The move is yet another step from the Trump administration to roll back an Obama-era practice of using the Fair Housing Act to pursue lenders for housing discrimination. In effect, the policy left lenders with little recourse to defend themselves, forcing them to cough up hefty fines for minor infractions or face prosecution from the Department of Justice.
Now, after so many lenders cried foul, policymakers are taking steps to revise the practice.
According to a copy of the proposal published by Politico, the updated guidelines revise the current loose, three-step threshold for Fair Housing violations and impose a specific, five-step approach that would require regulators to prove intentional discrimination on the lender’s behalf.
The proposal revises the manner in which HUD will weed out housing discrimination by employing the disparate impact rule, a legal term defined by the use of statistics to hold businesses accountable for unintentional discrimination.
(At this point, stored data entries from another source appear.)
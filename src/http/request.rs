//! Correlation IDs for inbound requests.
//!
//! `SetRequestIdLayer` stamps `x-correlation-id` (UUID v4) on requests that
//! arrive without one, `PropagateRequestIdLayer` copies it onto the response,
//! and [`CorrelationId`] reads it back inside middleware and handlers.

use std::convert::Infallible;
use std::fmt;

use axum::extract::FromRequestParts;
use axum::http::request::Parts;
use axum::http::{HeaderMap, HeaderName};
use tower_http::request_id::{MakeRequestUuid, PropagateRequestIdLayer, SetRequestIdLayer};

/// Header carrying the correlation ID.
pub const X_CORRELATION_ID: HeaderName = HeaderName::from_static("x-correlation-id");

/// Correlation ID of the current request.
#[derive(Debug, Clone, PartialEq, Eq)]
pub struct CorrelationId(String);

impl CorrelationId {
    /// Read the header, minting a fresh ID when it is missing or not text.
    pub fn from_headers(headers: &HeaderMap) -> Self {
        headers
            .get(&X_CORRELATION_ID)
            .and_then(|v| v.to_str().ok())
            .filter(|v| !v.is_empty())
            .map(|v| Self(v.to_string()))
            .unwrap_or_else(Self::generate)
    }

    pub fn generate() -> Self {
        Self(uuid::Uuid::new_v4().to_string())
    }

    pub fn as_str(&self) -> &str {
        &self.0
    }
}

impl fmt::Display for CorrelationId {
    fn fmt(&self, f: &mut fmt::Formatter<'_>) -> fmt::Result {
        f.write_str(&self.0)
    }
}

impl<S> FromRequestParts<S> for CorrelationId
where
    S: Send + Sync,
{
    type Rejection = Infallible;

    async fn from_request_parts(parts: &mut Parts, _state: &S) -> Result<Self, Self::Rejection> {
        Ok(Self::from_headers(&parts.headers))
    }
}

/// Layer that assigns a correlation ID to requests lacking one.
pub fn set_correlation_id_layer() -> SetRequestIdLayer<MakeRequestUuid> {
    SetRequestIdLayer::new(X_CORRELATION_ID, MakeRequestUuid)
}

/// Layer that echoes the correlation ID on the response.
pub fn propagate_correlation_id_layer() -> PropagateRequestIdLayer {
    PropagateRequestIdLayer::new(X_CORRELATION_ID)
}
Under the suggested revision, the plaintiffs would have to show that the practice in question is “arbitrary, artificial and unnecessary” and that it adversely affects more than just one member of a protected class.
Importantly, they also have to show that the practice has a significant disparate impact. It also grants lenders greater room to defend themselves against claims.
HUD said the proposal updates its interpretation of disparate impact to better reflect a 2015 Supreme Court ruling that determined that liability for such claims must be limited.
According to Politico, HUD submitted the proposal this week to Congress, where it will be subject to a 15-day review and then published in the Federal Register and opened to the public for a 60-day comment period.